This prerequisite offers several options for documentation, including date-stamped photographs, a narrative describing the ESC plan implementation, or a builder declaration of periodic inspection and documentation of ESC implementation. You can rely on project specifics to choose the best option for you—LEED has no preference.
Ideally, use your cameras to imprint a visible date on a corner of the image. Most cameras offer this option. Digital files also typically encode a date when the file was created, or encode that date in the file name, and while these methods aren't ideal, some project teams have reported success submitting this type of documentation.
As long as the project has been actively implementing an ESC plan during the current development of the project site, you should be okay. If that's not the case, then the outcome will depend on project specifics, and you will likely need official guidance from GBCI.
LEEDuser has advised teams that in multi-phase projects, it's okay to focus documentation of the ESC plan only on the current phase, when LEED became part of the project scope. In general, if there is some question about whether controls were in place during the LEED project, you may not be able to earn the prerequisite.
USGBC has not identified specific standards for judging this, or defined certain codes as compliant with the credit, or not. The stringency of other codes relative to EPA's Construction General Permit is judged on a case-by-case basis.
Review pages B-1 through B-4 of the EPA Construction General Permit (CGP) (see Resources) to determine if your state administers the CGP requirements for all projects.
In regions where the EPA CGP is not standard practice, compare the local code with the CGP and make adjustments, if necessary, to include all the CGP requirements.

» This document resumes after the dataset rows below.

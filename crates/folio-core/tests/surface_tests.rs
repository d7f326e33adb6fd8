// Host-side tests for shader surface lifecycle using a recording backend.

use folio_core::*;
use std::cell::RefCell;
use std::rc::Rc;

#[derive(Default, Debug)]
struct Record {
    geometry_allocations: u32,
    configures: Vec<(u32, u32)>,
    draws: Vec<ShaderUniformState>,
    releases: u32,
}

struct RecordingBackend {
    log: Rc<RefCell<Record>>,
    fail_draw: bool,
}

impl RecordingBackend {
    fn new(log: &Rc<RefCell<Record>>) -> Self {
        log.borrow_mut().geometry_allocations += 1;
        Self {
            log: log.clone(),
            fail_draw: false,
        }
    }
}

impl SurfaceBackend for RecordingBackend {
    type Error = String;

    fn configure(&mut self, viewport: Viewport) {
        self.log.borrow_mut().configures.push(viewport.physical_size());
    }

    fn draw(&mut self, uniforms: &ShaderUniformState) -> Result<(), String> {
        if self.fail_draw {
            return Err("lost".into());
        }
        self.log.borrow_mut().draws.push(*uniforms);
        Ok(())
    }

    fn release(self) {
        self.log.borrow_mut().releases += 1;
    }
}

fn surface(log: &Rc<RefCell<Record>>) -> ShaderSurface<RecordingBackend> {
    ShaderSurface::new(RecordingBackend::new(log), Viewport::new(800.0, 600.0, 1.0))
}

#[test]
fn frame_updates_time_before_draw() {
    let log = Rc::new(RefCell::new(Record::default()));
    let mut s = surface(&log);
    assert_eq!(s.frame(1.5), Ok(FrameOutcome::Drawn));
    assert_eq!(s.frame(1.75), Ok(FrameOutcome::Drawn));
    let rec = log.borrow();
    assert_eq!(rec.draws.len(), 2);
    assert_eq!(rec.draws[0].elapsed_time, 1.5);
    assert_eq!(rec.draws[1].elapsed_time, 1.75);
    assert_eq!(s.frames_drawn(), 2);
}

#[test]
fn resize_updates_resolution_without_new_geometry() {
    let log = Rc::new(RefCell::new(Record::default()));
    let mut s = surface(&log);
    assert_eq!(s.uniforms().resolution, (800.0, 600.0));
    assert!(s.resize(Viewport::new(400.0, 300.0, 1.0)));
    assert_eq!(s.uniforms().resolution, (400.0, 300.0));
    s.frame(0.1).unwrap();
    let rec = log.borrow();
    assert_eq!(rec.geometry_allocations, 1);
    assert_eq!(rec.configures, vec![(800, 600), (400, 300)]);
    assert_eq!(rec.draws[0].resolution, (400.0, 300.0));
}

#[test]
fn unchanged_or_empty_resize_is_ignored() {
    let log = Rc::new(RefCell::new(Record::default()));
    let mut s = surface(&log);
    assert!(!s.resize(Viewport::new(800.0, 600.0, 1.0)));
    assert!(!s.resize(Viewport::new(0.0, 300.0, 1.0)));
    assert_eq!(log.borrow().configures.len(), 1);
    assert_eq!(s.viewport().width, 800.0);
}

#[test]
fn pixel_ratio_reaches_backend_but_not_resolution() {
    let log = Rc::new(RefCell::new(Record::default()));
    let mut s = surface(&log);
    s.resize(Viewport::new(400.0, 300.0, 2.0));
    assert_eq!(s.uniforms().resolution, (400.0, 300.0));
    assert_eq!(log.borrow().configures.last(), Some(&(800, 600)));
}

#[test]
fn hover_only_changes_uniform() {
    let log = Rc::new(RefCell::new(Record::default()));
    let mut s = surface(&log);
    s.set_hover(true);
    assert_eq!(s.uniforms().hover, 1.0);
    s.set_hover(false);
    assert_eq!(s.uniforms().hover, 0.0);
    let rec = log.borrow();
    assert!(rec.draws.is_empty());
    assert_eq!(rec.configures.len(), 1);
}

#[test]
fn teardown_is_idempotent_and_stops_drawing() {
    let log = Rc::new(RefCell::new(Record::default()));
    let mut s = surface(&log);
    s.frame(0.0).unwrap();
    s.teardown();
    s.teardown();
    assert_eq!(s.frame(1.0), Ok(FrameOutcome::Stopped));
    assert!(!s.is_live());
    drop(s);
    let rec = log.borrow();
    assert_eq!(rec.releases, 1);
    assert_eq!(rec.draws.len(), 1);
}

#[test]
fn drop_releases_resources() {
    let log = Rc::new(RefCell::new(Record::default()));
    {
        let _s = surface(&log);
    }
    assert_eq!(log.borrow().releases, 1);
}

#[test]
fn draw_errors_surface_to_caller() {
    let log = Rc::new(RefCell::new(Record::default()));
    let mut backend = RecordingBackend::new(&log);
    backend.fail_draw = true;
    let mut s = ShaderSurface::new(backend, Viewport::new(10.0, 10.0, 1.0));
    assert_eq!(s.frame(0.0), Err("lost".to_string()));
    assert_eq!(s.frames_drawn(), 0);
}

#[test]
fn texture_status_reaches_gpu_flag() {
    let log = Rc::new(RefCell::new(Record::default()));
    let mut s = surface(&log);
    s.set_texture_status(TextureStatus::Ready);
    s.frame(0.0).unwrap();
    assert_eq!(log.borrow().draws[0].to_gpu().texture_ready, 1.0);
}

Meeting the requirements of this prerequisite is standard practice in many regions and, therefore, no- or low-cost for LEED.
The materials cost to implement these measures is minimal and can potentially save money by preserving the vegetation and topsoil on-site.

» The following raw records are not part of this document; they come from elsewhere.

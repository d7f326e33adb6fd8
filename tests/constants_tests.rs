// Host-side tests for the web frontend's constants.
// The main crate is wasm-only, so we include the pure-Rust module directly.

#![allow(dead_code)]
mod constants {
    include!("../src/constants.rs");
}

use constants::*;

#[test]
fn dom_ids_are_unique_and_selector_free() {
    let ids = [
        BACKGROUND_MOUNT_ID,
        HERO_PIN_ID,
        HERO_MOUNT_ID,
        GALLERY_GRID_ID,
        FEED_SENTINEL_ID,
        FEED_SPINNER_ID,
        MODAL_ID,
        MODAL_CLOSE_ID,
        MODAL_IMAGE_ID,
        MODAL_TITLE_ID,
        MODAL_DESC_ID,
        PRELOADER_ID,
        PRELOADER_BAR_ID,
    ];
    for (i, a) in ids.iter().enumerate() {
        assert!(!a.is_empty());
        assert!(!a.contains(|c| matches!(c, '#' | '.' | ' ')), "{a} should be a bare id");
        for b in &ids[i + 1..] {
            assert_ne!(a, b);
        }
    }
}

#[test]
#[allow(clippy::assertions_on_constants)]
fn tile_fallback_is_landscape() {
    assert_eq!((TILE_FALLBACK_WIDTH, TILE_FALLBACK_HEIGHT), (300.0, 200.0));
    assert!(TILE_FALLBACK_WIDTH > TILE_FALLBACK_HEIGHT);
}

#[test]
fn sentinel_margin_is_a_css_length() {
    assert_eq!(SENTINEL_ROOT_MARGIN, "100px");
    let px: f32 = SENTINEL_ROOT_MARGIN.trim_end_matches("px").parse().unwrap();
    assert!(px > 0.0);
}

#[test]
fn clear_colors_are_normalized() {
    for c in BACKGROUND_CLEAR.iter().chain(TRANSPARENT_CLEAR.iter()) {
        assert!((0.0..=1.0).contains(c));
    }
    assert_eq!(BACKGROUND_CLEAR[3], 1.0);
    assert_eq!(TRANSPARENT_CLEAR[3], 0.0);
}

#[test]
#[allow(clippy::assertions_on_constants)]
fn lighting_stays_in_range() {
    for c in HEMI_SKY
        .iter()
        .chain(HEMI_GROUND.iter())
        .chain(ISLAND_COLOR.iter())
        .chain(RING_EMISSIVE.iter())
    {
        assert!((0.0..=1.0).contains(c));
    }
    assert!(HEMI_INTENSITY > 0.0 && SUN_INTENSITY > 0.0);
    assert!(SUN_DIRECTION.iter().any(|v| *v != 0.0));
    assert!(PARTICLE_ALPHA > 0.0 && PARTICLE_ALPHA <= 1.0);
    assert!(PARTICLE_SIZE > 0.0);
}

#[test]
fn headline_selector_targets_words() {
    assert!(HEADLINE_WORD_SELECTOR.ends_with(".word"));
    assert!(TILE_CLASS != TILE_TITLE_CLASS);
}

Conduct a site evaluation to assess opportunities for minimizing the alteration of the natural stormwater runoff patterns of your site and the disruption of mature vegetation, especially trees. This will save money and time in terms of earth-moving and replanting vegetation.
Ask your civil engineer about soil types and what type of drainage you will have once the topsoil and vegetation are disturbed.
Establish who will create your ESC and stormwater pollution prevention plans. Usually, the civil engineer creates them, and the contractor is responsible for their onsite implementation.
It is best to include your ESC plan in both project drawings and project specifications so that the intention of the plan is clearly communicated to the project team, especially contractors and subcontractors.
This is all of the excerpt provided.